Show every line below where "axum" appears.
-- -- --
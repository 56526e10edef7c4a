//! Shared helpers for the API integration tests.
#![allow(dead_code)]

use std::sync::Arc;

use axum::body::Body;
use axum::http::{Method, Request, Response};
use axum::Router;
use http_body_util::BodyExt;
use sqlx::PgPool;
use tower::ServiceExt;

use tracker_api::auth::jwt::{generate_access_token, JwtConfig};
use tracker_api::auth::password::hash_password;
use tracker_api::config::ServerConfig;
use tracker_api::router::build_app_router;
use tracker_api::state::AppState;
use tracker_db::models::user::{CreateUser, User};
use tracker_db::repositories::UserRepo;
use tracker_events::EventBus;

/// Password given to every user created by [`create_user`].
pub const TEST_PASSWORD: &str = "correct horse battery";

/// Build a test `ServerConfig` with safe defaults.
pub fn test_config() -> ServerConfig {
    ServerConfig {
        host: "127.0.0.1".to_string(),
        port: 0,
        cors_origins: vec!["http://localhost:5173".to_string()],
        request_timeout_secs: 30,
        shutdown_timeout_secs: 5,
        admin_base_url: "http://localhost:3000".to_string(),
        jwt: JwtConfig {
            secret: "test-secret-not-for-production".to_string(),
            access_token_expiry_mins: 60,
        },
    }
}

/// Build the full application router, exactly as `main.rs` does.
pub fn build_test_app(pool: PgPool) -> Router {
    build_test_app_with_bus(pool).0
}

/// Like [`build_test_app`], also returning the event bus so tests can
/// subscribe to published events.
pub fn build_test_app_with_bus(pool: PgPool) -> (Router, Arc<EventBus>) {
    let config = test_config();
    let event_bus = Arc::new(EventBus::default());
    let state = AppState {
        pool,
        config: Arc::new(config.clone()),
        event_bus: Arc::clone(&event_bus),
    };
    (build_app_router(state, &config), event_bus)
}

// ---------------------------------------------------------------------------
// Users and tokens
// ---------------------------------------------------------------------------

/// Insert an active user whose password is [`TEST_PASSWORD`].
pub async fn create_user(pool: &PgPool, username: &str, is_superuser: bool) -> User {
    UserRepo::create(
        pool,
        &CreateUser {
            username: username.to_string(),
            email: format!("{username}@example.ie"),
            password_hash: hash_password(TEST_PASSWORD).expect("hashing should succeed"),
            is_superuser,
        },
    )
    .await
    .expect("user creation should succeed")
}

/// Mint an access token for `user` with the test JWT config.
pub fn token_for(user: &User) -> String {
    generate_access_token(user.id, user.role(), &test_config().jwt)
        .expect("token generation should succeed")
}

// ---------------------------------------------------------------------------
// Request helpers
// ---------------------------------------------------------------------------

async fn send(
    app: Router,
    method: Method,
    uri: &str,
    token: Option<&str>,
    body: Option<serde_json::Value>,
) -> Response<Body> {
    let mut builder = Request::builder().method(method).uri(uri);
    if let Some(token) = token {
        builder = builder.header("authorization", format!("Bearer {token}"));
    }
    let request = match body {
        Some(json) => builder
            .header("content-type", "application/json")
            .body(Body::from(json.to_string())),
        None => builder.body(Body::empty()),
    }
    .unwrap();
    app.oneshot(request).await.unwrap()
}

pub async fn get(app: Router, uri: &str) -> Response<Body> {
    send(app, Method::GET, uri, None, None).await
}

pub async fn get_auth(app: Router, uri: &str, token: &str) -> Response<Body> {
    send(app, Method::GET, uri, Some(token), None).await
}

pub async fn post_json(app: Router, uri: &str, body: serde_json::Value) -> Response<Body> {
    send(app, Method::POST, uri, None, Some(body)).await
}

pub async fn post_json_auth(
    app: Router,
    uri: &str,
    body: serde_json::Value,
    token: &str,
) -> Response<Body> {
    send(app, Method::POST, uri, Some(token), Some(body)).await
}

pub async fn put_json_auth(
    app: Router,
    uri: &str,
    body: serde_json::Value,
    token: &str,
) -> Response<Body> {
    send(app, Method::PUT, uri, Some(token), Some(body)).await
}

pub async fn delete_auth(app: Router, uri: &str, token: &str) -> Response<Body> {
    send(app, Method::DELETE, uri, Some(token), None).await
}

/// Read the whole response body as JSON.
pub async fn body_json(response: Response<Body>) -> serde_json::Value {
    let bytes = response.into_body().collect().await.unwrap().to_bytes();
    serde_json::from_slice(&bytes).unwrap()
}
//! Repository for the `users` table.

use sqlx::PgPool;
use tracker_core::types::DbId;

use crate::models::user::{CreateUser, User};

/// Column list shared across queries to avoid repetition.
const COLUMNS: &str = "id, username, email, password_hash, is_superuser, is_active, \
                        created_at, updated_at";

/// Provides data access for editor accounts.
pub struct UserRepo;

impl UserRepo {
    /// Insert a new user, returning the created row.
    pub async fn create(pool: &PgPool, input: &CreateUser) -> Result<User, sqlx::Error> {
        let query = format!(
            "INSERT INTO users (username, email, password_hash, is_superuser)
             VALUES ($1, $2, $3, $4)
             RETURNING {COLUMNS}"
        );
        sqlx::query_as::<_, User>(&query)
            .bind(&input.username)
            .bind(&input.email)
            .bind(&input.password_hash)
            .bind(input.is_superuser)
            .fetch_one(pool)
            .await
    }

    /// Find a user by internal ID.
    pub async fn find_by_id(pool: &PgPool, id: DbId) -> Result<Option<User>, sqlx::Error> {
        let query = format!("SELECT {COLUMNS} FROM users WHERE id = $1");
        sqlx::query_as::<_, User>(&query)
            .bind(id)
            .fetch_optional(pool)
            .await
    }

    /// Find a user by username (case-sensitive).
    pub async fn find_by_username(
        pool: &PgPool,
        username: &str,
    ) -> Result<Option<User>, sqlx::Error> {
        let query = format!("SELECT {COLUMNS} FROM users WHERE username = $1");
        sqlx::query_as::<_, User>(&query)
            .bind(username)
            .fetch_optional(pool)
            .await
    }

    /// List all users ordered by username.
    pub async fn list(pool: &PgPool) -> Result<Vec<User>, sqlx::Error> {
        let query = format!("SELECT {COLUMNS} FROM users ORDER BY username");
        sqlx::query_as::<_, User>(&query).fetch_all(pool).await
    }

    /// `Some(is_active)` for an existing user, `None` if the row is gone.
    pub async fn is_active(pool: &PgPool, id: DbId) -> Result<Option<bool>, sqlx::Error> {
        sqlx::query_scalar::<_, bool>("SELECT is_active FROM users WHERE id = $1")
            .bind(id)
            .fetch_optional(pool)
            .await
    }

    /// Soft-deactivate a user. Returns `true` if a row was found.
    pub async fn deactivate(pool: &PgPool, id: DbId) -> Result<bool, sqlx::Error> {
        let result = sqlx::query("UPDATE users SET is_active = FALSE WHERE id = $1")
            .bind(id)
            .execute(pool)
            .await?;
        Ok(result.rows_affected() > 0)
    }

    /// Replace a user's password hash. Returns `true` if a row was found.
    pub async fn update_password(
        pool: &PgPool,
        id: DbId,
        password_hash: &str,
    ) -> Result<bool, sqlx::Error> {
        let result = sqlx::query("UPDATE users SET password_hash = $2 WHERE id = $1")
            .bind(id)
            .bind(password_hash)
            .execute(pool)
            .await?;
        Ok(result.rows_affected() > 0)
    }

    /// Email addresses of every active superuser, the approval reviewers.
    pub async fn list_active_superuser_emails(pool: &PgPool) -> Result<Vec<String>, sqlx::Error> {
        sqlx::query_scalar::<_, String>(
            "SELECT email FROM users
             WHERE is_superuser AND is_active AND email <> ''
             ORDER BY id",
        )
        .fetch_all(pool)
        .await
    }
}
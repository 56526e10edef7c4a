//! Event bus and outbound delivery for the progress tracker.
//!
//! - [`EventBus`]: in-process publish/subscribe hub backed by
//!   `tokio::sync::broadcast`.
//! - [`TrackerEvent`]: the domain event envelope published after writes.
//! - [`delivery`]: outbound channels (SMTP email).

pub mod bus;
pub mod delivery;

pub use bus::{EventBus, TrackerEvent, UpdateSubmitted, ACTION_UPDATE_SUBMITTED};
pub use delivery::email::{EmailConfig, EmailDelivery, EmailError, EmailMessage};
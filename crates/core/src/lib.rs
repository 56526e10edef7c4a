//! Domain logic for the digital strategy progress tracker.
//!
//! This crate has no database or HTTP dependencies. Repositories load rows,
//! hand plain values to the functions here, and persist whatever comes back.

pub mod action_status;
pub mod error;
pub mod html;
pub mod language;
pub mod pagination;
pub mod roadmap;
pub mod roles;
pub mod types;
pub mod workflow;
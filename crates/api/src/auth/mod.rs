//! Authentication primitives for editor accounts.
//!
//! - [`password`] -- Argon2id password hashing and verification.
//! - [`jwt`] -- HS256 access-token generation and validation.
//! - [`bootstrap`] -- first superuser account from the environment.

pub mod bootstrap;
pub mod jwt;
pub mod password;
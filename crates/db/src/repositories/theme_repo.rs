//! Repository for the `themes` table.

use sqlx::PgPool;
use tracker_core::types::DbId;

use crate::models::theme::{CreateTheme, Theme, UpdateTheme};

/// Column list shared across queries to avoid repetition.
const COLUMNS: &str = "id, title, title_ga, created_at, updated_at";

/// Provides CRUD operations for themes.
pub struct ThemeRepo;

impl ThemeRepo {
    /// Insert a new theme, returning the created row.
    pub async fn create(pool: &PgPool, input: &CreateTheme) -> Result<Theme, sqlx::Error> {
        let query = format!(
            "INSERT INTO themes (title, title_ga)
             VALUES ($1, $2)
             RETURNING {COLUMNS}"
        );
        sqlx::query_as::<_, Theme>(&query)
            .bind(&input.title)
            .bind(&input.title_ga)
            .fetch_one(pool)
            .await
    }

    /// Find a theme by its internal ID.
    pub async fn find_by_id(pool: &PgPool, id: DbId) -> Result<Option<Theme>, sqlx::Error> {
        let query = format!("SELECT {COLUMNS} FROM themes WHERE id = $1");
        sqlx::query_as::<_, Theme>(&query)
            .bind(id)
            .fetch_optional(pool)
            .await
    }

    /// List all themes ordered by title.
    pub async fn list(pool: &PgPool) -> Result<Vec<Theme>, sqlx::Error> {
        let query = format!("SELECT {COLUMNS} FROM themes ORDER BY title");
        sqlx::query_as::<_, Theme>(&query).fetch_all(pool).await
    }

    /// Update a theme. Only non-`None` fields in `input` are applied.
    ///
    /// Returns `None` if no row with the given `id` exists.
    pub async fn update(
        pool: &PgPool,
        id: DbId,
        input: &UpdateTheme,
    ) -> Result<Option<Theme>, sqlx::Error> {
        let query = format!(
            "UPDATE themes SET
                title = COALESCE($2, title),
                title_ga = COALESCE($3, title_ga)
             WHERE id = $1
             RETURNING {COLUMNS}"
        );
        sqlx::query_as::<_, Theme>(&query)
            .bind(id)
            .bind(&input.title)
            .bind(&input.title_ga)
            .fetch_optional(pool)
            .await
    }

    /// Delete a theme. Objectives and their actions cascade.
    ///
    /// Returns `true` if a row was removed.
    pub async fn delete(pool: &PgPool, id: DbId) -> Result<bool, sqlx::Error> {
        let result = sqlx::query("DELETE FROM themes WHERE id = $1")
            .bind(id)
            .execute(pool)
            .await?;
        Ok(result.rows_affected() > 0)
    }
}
-- -- --
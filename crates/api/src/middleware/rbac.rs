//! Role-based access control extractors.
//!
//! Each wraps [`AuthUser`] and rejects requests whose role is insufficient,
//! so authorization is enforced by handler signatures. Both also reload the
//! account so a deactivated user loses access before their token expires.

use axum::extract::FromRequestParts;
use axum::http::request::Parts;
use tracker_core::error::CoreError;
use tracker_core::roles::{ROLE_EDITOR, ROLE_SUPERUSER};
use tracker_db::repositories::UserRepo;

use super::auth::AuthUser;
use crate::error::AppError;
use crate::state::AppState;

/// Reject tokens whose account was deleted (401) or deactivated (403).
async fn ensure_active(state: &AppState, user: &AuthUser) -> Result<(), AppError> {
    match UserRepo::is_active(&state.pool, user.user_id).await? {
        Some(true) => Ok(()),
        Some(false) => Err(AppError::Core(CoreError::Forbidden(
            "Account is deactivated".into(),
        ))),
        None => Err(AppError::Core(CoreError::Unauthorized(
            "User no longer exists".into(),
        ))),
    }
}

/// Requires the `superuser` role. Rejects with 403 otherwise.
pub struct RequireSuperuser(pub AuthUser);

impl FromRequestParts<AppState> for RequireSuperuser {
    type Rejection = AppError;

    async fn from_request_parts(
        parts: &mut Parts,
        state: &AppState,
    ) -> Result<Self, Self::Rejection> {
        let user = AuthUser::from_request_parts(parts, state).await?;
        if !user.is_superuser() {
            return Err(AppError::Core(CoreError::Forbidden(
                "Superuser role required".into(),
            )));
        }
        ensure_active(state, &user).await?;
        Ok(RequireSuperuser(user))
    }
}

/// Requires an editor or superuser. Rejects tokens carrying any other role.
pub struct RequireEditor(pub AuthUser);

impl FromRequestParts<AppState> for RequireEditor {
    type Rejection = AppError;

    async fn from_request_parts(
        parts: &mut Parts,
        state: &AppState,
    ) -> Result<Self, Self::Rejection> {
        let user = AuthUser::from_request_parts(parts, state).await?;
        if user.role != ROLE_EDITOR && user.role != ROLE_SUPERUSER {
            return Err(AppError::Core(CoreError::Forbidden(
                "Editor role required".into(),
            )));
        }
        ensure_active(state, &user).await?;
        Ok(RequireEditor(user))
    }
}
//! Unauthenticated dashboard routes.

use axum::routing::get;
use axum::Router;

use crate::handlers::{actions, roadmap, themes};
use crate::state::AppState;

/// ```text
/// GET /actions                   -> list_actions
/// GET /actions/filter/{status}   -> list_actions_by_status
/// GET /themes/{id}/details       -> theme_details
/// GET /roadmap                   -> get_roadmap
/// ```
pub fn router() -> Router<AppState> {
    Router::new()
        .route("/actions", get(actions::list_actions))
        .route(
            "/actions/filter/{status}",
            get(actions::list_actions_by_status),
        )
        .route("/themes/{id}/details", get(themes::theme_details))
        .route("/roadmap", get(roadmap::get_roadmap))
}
-- -- --
Response:
use axum::body::Body;
use axum::http::{Method, Request, Response};
use axum::Router;
use axum::extract::FromRequestParts;
use axum::http::request::Parts;
use axum::routing::get;
use axum::Router;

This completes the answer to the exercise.